The Macy’s Thanksgiving Day Parade celebration is still happening this year. But, like pretty much every other tradition and institution that has continued in 2020, it will look and feel a little different due to the COVID-19 pandemic.
The 94th annual Macy’s Thanksgiving Day Parade will air from 9 a.m. to noon Thursday, Nov. 26, on NBC. While the festivities have historically drawn massive crowds to the streets of Manhattan — there were about 3.5 million in-person spectators along the 2.5-mile parade route in 2019 — this year all activity will be focused on the Herald Square area of Midtown, and the only way to watch will be on television.
For New Yorkers who typically see it live and in person, this change for them is that they are going to experience it the same way the rest of the country experiences it, said Susan Tercero, executive producer of the Macy’s Thanksgiving Day Parade. But I think for the rest of country, it’s not going to be too different.

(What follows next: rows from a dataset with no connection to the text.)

//! Blocks and the sources they are resolved from.

use std::collections::BTreeMap;
use std::path::PathBuf;
use std::sync::LazyLock;

use regex::Regex;
use serde::Serialize;

use super::detect::SourceFormat;
use super::filter::TextFormat;

/// Method called when a callback names only the service.
pub const DEFAULT_METHOD: &str = "render";

/// Where a block's content comes from. Exactly one per page or block.
#[derive(Debug, Clone, PartialEq, Serialize)]
#[serde(tag = "type", content = "value", rename_all = "snake_case")]
pub enum ContentSource {
    /// Literal content, markdown or HTML.
    Content(String),
    /// A file under the application root.
    File(PathBuf),
    /// A method on a registered service.
    Callback { service: String, method: String },
    /// A template rendered with `data`.
    View {
        view: String,
        data: serde_json::Value,
    },
    /// A configured block, rendered by [`BlockService`](super::BlockService).
    Block(String),
}

impl ContentSource {
    /// Parse a `Service@method` callback. A bare name calls `render`.
    pub fn callback(spec: &str) -> Self {
        let (service, method) = match spec.split_once('@') {
            Some((service, method)) if !method.is_empty() => (service, method),
            Some((service, _)) => (service, DEFAULT_METHOD),
            None => (spec, DEFAULT_METHOD),
        };
        ContentSource::Callback {
            service: service.trim().to_string(),
            method: method.trim().to_string(),
        }
    }

    /// A view with no data.
    pub fn view(view: impl Into<String>) -> Self {
        ContentSource::View {
            view: view.into(),
            data: serde_json::Value::Null,
        }
    }

    /// Interpret a generic `source` value.
    ///
    /// `@` means a callback, something shaped like a file name means a file,
    /// anything else is literal content.
    pub fn from_source(source: &str) -> Self {
        if source.contains('@') {
            Self::callback(source)
        } else if looks_like_path(source) {
            ContentSource::File(PathBuf::from(source))
        } else {
            ContentSource::Content(source.to_string())
        }
    }

    /// Short name of the variant, for logs.
    pub fn kind(&self) -> &'static str {
        match self {
            ContentSource::Content(_) => "content",
            ContentSource::File(_) => "file",
            ContentSource::Callback { .. } => "callback",
            ContentSource::View { .. } => "view",
            ContentSource::Block(_) => "block",
        }
    }
}

/// A dotted name with no whitespace, short enough to be a path.
fn looks_like_path(source: &str) -> bool {
    source.contains('.') && !source.contains(char::is_whitespace) && source.len() < 255
}

/// Caller-supplied settings for resolving one block.
#[derive(Debug, Clone, Default, PartialEq)]
pub struct BlockOptions {
    pub id: String,
    /// Explicit title; always wins.
    pub title: Option<String>,
    /// Title of the containing page, if any.
    pub page_title: Option<String>,
    pub attributes: BTreeMap<String, String>,
    /// Explicit visibility of the title.
    pub show_title: Option<bool>,
    pub text_format: TextFormat,
}

impl BlockOptions {
    pub fn new(id: impl Into<String>) -> Self {
        Self {
            id: id.into(),
            ..Self::default()
        }
    }

    pub fn title(mut self, title: impl Into<String>) -> Self {
        self.title = Some(title.into());
        self
    }

    pub fn page_title(mut self, title: impl Into<String>) -> Self {
        self.page_title = Some(title.into());
        self
    }

    pub fn attribute(mut self, key: impl Into<String>, value: impl Into<String>) -> Self {
        self.attributes.insert(key.into(), value.into());
        self
    }

    pub fn show_title(mut self, show: bool) -> Self {
        self.show_title = Some(show);
        self
    }

    pub fn text_format(mut self, format: TextFormat) -> Self {
        self.text_format = format;
        self
    }
}

/// A titled unit of resolved HTML.
#[derive(Debug, Clone, PartialEq, Serialize)]
pub struct Block {
    pub id: String,
    pub title: Option<String>,
    /// Final HTML.
    pub content: String,
    /// Format the content was authored in.
    pub source_format: SourceFormat,
    pub attributes: BTreeMap<String, String>,
    pub show_title: bool,
}

impl Block {
    /// The CSS classes from the `class` attribute, if any.
    pub fn class(&self) -> Option<&str> {
        self.attributes.get("class").map(String::as_str)
    }
}

/// Turn an id into a title: `about-us` becomes `About us`.
pub fn humanize(id: &str) -> String {
    let spaced = id.replace(['-', '_'], " ");
    let mut chars = spaced.trim().chars();
    match chars.next() {
        Some(first) => first.to_uppercase().chain(chars).collect(),
        None => String::new(),
    }
}

#[allow(clippy::expect_used)]
static LEADING_HTML_H1: LazyLock<Regex> = LazyLock::new(|| {
    Regex::new(r"(?is)^\s*<h1(?:\s[^>]*)?>(.*?)</h1>\s*").expect("h1 pattern")
});

#[allow(clippy::expect_used)]
static TAGS: LazyLock<Regex> = LazyLock::new(|| Regex::new(r"<[^>]*>").expect("tag pattern"));

/// Split a leading `# Heading` line or `<h1>` element off `content`.
///
/// Returns the heading text and the remaining body, or `None` when the
/// content does not start with a top-level heading.
pub fn extract_leading_heading(content: &str) -> Option<(String, String)> {
    let trimmed = content.trim_start();

    if let Some(rest) = trimmed.strip_prefix("# ") {
        let (line, body) = rest.split_once('\n').unwrap_or((rest, ""));
        let title = super::markdown::inline_text(line);
        if title.is_empty() {
            return None;
        }
        return Some((title, body.trim_start_matches(['\r', '\n']).to_string()));
    }

    let caps = LEADING_HTML_H1.captures(trimmed)?;
    let whole = caps.get(0)?;
    let inner = caps.get(1)?.as_str();
    let title = TAGS.replace_all(inner, "").trim().to_string();
    if title.is_empty() {
        return None;
    }
    Some((title, trimmed[whole.end()..].to_string()))
}

#[cfg(test)]
#[allow(clippy::unwrap_used, clippy::expect_used)]
mod tests {
    use super::*;

    #[test]
    fn callback_specs() {
        assert_eq!(
            ContentSource::callback("HelloService@render"),
            ContentSource::Callback {
                service: "HelloService".into(),
                method: "render".into()
            }
        );
        assert_eq!(
            ContentSource::callback("HelloService"),
            ContentSource::Callback {
                service: "HelloService".into(),
                method: "render".into()
            }
        );
        assert_eq!(
            ContentSource::callback("Stats@"),
            ContentSource::Callback {
                service: "Stats".into(),
                method: "render".into()
            }
        );
    }

    #[test]
    fn generic_sources() {
        assert_eq!(
            ContentSource::from_source("README.md"),
            ContentSource::File(PathBuf::from("README.md"))
        );
        assert_eq!(
            ContentSource::from_source("docs/DEVELOPERS.md"),
            ContentSource::File(PathBuf::from("docs/DEVELOPERS.md"))
        );
        assert!(matches!(
            ContentSource::from_source("HelloService@render"),
            ContentSource::Callback { .. }
        ));
        assert_eq!(
            ContentSource::from_source("# Hello. World"),
            ContentSource::Content("# Hello. World".into())
        );
        assert_eq!(
            ContentSource::from_source("<p>hi</p>"),
            ContentSource::Content("<p>hi</p>".into())
        );
    }

    #[test]
    fn humanized_ids() {
        assert_eq!(humanize("about-us"), "About us");
        assert_eq!(humanize("static_content"), "Static content");
        assert_eq!(humanize("hello"), "Hello");
        assert_eq!(humanize(""), "");
    }

    #[test]
    fn markdown_heading_is_extracted() {
        let (title, body) = extract_leading_heading("# Title\n\nHello **world**").unwrap();
        assert_eq!(title, "Title");
        assert_eq!(body, "Hello **world**");
    }

    #[test]
    fn markdown_heading_markup_is_dropped_from_title() {
        let (title, body) = extract_leading_heading("# Hello **world**\nBody").unwrap();
        assert_eq!(title, "Hello world");
        assert_eq!(body, "Body");

        let (title, _) = extract_leading_heading("# The `agnstk` *CLI*\n").unwrap();
        assert_eq!(title, "The agnstk CLI");
    }

    #[test]
    fn closing_hashes_are_dropped() {
        let (title, _) = extract_leading_heading("# Title ##\nx").unwrap();
        assert_eq!(title, "Title");
    }

    #[test]
    fn html_heading_is_extracted() {
        let (title, body) =
            extract_leading_heading("<h1 class=\"big\">About <em>us</em></h1>\n<p>x</p>").unwrap();
        assert_eq!(title, "About us");
        assert_eq!(body, "<p>x</p>");
    }

    #[test]
    fn no_leading_heading() {
        assert!(extract_leading_heading("Intro\n# Later").is_none());
        assert!(extract_leading_heading("## Sub").is_none());
        assert!(extract_leading_heading("<p>x</p><h1>Late</h1>").is_none());
        assert!(extract_leading_heading("#hashtag").is_none());
    }

    #[test]
    fn block_options_builder() {
        let options = BlockOptions::new("about")
            .title("About")
            .attribute("class", "wide")
            .show_title(false);
        assert_eq!(options.id, "about");
        assert_eq!(options.title.as_deref(), Some("About"));
        assert_eq!(options.attributes["class"], "wide");
        assert_eq!(options.show_title, Some(false));
        assert_eq!(options.text_format, TextFormat::FullHtml);
    }
}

They’re still going to see the balloons. They’re still going to see the floats. They’re still going to see Santa and Broadway and all of these elements that they’re used to seeing every single year. They’re still going to see those things. They might have some differences in that we’re going to see some social distancing. We’re going to have masks, things like that. But it’s still going to be the parade they know and love.
Behind the scenes, parade organizers will be taking plenty of safety precautions, Tercero said. The 2019 parade had between 8,000 and 10,000 participants including performers, staff and balloon handlers. The workforce this year will be cut by around 70% to less than 2,000 people who will film segments over two days — with some segments filmed Wednesday, Nov. 25, and the majority of the action airing live on Thanksgiving.
There will be staggered call times, social distancing on site, masks and wellness checks, with the production following Centers for Disease Control and Prevention guidelines. Additionally, no parade participants this year will be younger than 18, and previously-selected high school and college marching bands will perform in 2021 while locally-based professional marching and musical ensembles will be heard this year, according to a news release.
While Macy’s has been known for nearly a century for bringing folks together in New York City around the holidays, Tercero explained why the parade had to continue in one fashion or another during this most trying year.
Our events are all about giving back to people, celebrating traditions, celebrating American history and American holidays, she said. And it was really important, we thought, not just for Macy’s, but then when we look at the city of New York that has gone through so much and been so resilient and has come out of so many things but has also had to see a lot events and a lot of thing canceled, we felt we had an obligation to New York.